*** Record set ***
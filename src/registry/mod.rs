//! Scheduled-task registry client.
//!
//! Talks to the OS task registry through the `schtasks` utility:
//! [`command`] builds argument vectors, [`process`] runs them,
//! [`decoder`] turns codepage CSV output into rows, and [`reader`] /
//! [`writer`] implement the read and mutation operations on top.

pub mod client;
pub mod command;
pub mod decoder;
pub mod process;
pub mod reader;
pub mod record;
pub mod writer;

pub use client::TaskRegistry;
pub use command::{ScheduleKind, TaskCommand};
pub use decoder::ResponseDecoder;
pub use process::{ProcessOutput, ProcessRunner, SystemRunner};
pub use reader::{RegistryReader, TaskSnapshot};
pub use record::TaskRecord;
pub use writer::{MutationOutcome, RegistryWriter};
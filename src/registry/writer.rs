//! Lifecycle mutations.
//!
//! A mutation that the utility rejects is still `Ok`: the exit status and
//! captured text come back as a [`MutationOutcome`] for the caller to inspect.

use std::path::Path;

use serde::Serialize;
use tracing::{debug, warn};

use super::command::{ScheduleKind, TaskCommand};
use super::decoder::ResponseDecoder;
use super::process::ProcessRunner;
use crate::error::Result;

/// Exit status and output of one mutation.
#[derive(Debug, Clone, PartialEq, Eq, Serialize)]
pub struct MutationOutcome {
    /// Exit code; `None` if the process was terminated without one.
    pub status_code: Option<i32>,
    /// Captured standard output.
    pub stdout: String,
    /// Captured standard error.
    pub stderr: String,
}

impl MutationOutcome {
    /// Returns `true` if the utility exited with code zero.
    pub fn success(&self) -> bool {
        self.status_code == Some(0)
    }
}

/// Issues create/change/enable/disable/run/stop/delete commands.
pub struct RegistryWriter<'a, R: ProcessRunner> {
    runner: &'a R,
    program: &'a Path,
    decoder: ResponseDecoder,
}

impl<'a, R: ProcessRunner> RegistryWriter<'a, R> {
    /// Create a writer that invokes `program` through `runner`.
    pub fn new(runner: &'a R, program: &'a Path, decoder: ResponseDecoder) -> Self {
        Self {
            runner,
            program,
            decoder,
        }
    }

    /// Register a new task.
    ///
    /// # Errors
    ///
    /// Returns an error only for invalid arguments or if the utility cannot be
    /// started; a rejected create is reported in the outcome.
    pub fn create_task(
        &self,
        name: &str,
        task_to_run: &str,
        schedule: ScheduleKind,
    ) -> Result<MutationOutcome> {
        self.execute(TaskCommand::Create {
            name,
            task_to_run,
            schedule,
        })
    }

    /// Overwrite an existing task's command and schedule.
    ///
    /// # Errors
    ///
    /// See [`create_task`](Self::create_task).
    pub fn change_task(
        &self,
        name: &str,
        task_to_run: &str,
        schedule: ScheduleKind,
    ) -> Result<MutationOutcome> {
        self.execute(TaskCommand::Change {
            name,
            task_to_run,
            schedule,
        })
    }

    /// Enable a task.
    ///
    /// # Errors
    ///
    /// See [`create_task`](Self::create_task).
    pub fn enable_task(&self, name: &str) -> Result<MutationOutcome> {
        self.execute(TaskCommand::Enable { name })
    }

    /// Disable a task.
    ///
    /// # Errors
    ///
    /// See [`create_task`](Self::create_task).
    pub fn disable_task(&self, name: &str) -> Result<MutationOutcome> {
        self.execute(TaskCommand::Disable { name })
    }

    /// Start a task now.
    ///
    /// # Errors
    ///
    /// See [`create_task`](Self::create_task).
    pub fn run_task(&self, name: &str) -> Result<MutationOutcome> {
        self.execute(TaskCommand::Run { name })
    }

    /// Stop a running instance of a task.
    ///
    /// # Errors
    ///
    /// See [`create_task`](Self::create_task).
    pub fn stop_task(&self, name: &str) -> Result<MutationOutcome> {
        self.execute(TaskCommand::Stop { name })
    }

    /// Delete a task without confirmation.
    ///
    /// # Errors
    ///
    /// See [`create_task`](Self::create_task).
    pub fn delete_task(&self, name: &str) -> Result<MutationOutcome> {
        self.execute(TaskCommand::Delete { name })
    }

    fn execute(&self, command: TaskCommand<'_>) -> Result<MutationOutcome> {
        let args = command.args()?;
        debug!(operation = command.operation(), ?args, "mutating task registry");

        let output = self.runner.run(self.program, &args)?;
        let outcome = MutationOutcome {
            status_code: output.status_code,
            stdout: self.decoder.decode_lossy(&output.stdout),
            stderr: self.decoder.decode_lossy(&output.stderr),
        };

        if !outcome.success() {
            warn!(
                operation = command.operation(),
                status = ?outcome.status_code,
                stderr = outcome.stderr.trim(),
                "task scheduler rejected mutation"
            );
        }
        Ok(outcome)
    }
}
*** End of Record set ***
#### [What to produce]
Your answer should hold every line of the entries that contains the string "Result".

#### [Answer to this exercise]
use crate::error::Result;
    ) -> Result<MutationOutcome> {
    ) -> Result<MutationOutcome> {
    pub fn enable_task(&self, name: &str) -> Result<MutationOutcome> {
    pub fn disable_task(&self, name: &str) -> Result<MutationOutcome> {
    pub fn run_task(&self, name: &str) -> Result<MutationOutcome> {
    pub fn stop_task(&self, name: &str) -> Result<MutationOutcome> {
    pub fn delete_task(&self, name: &str) -> Result<MutationOutcome> {
    fn execute(&self, command: TaskCommand<'_>) -> Result<MutationOutcome> {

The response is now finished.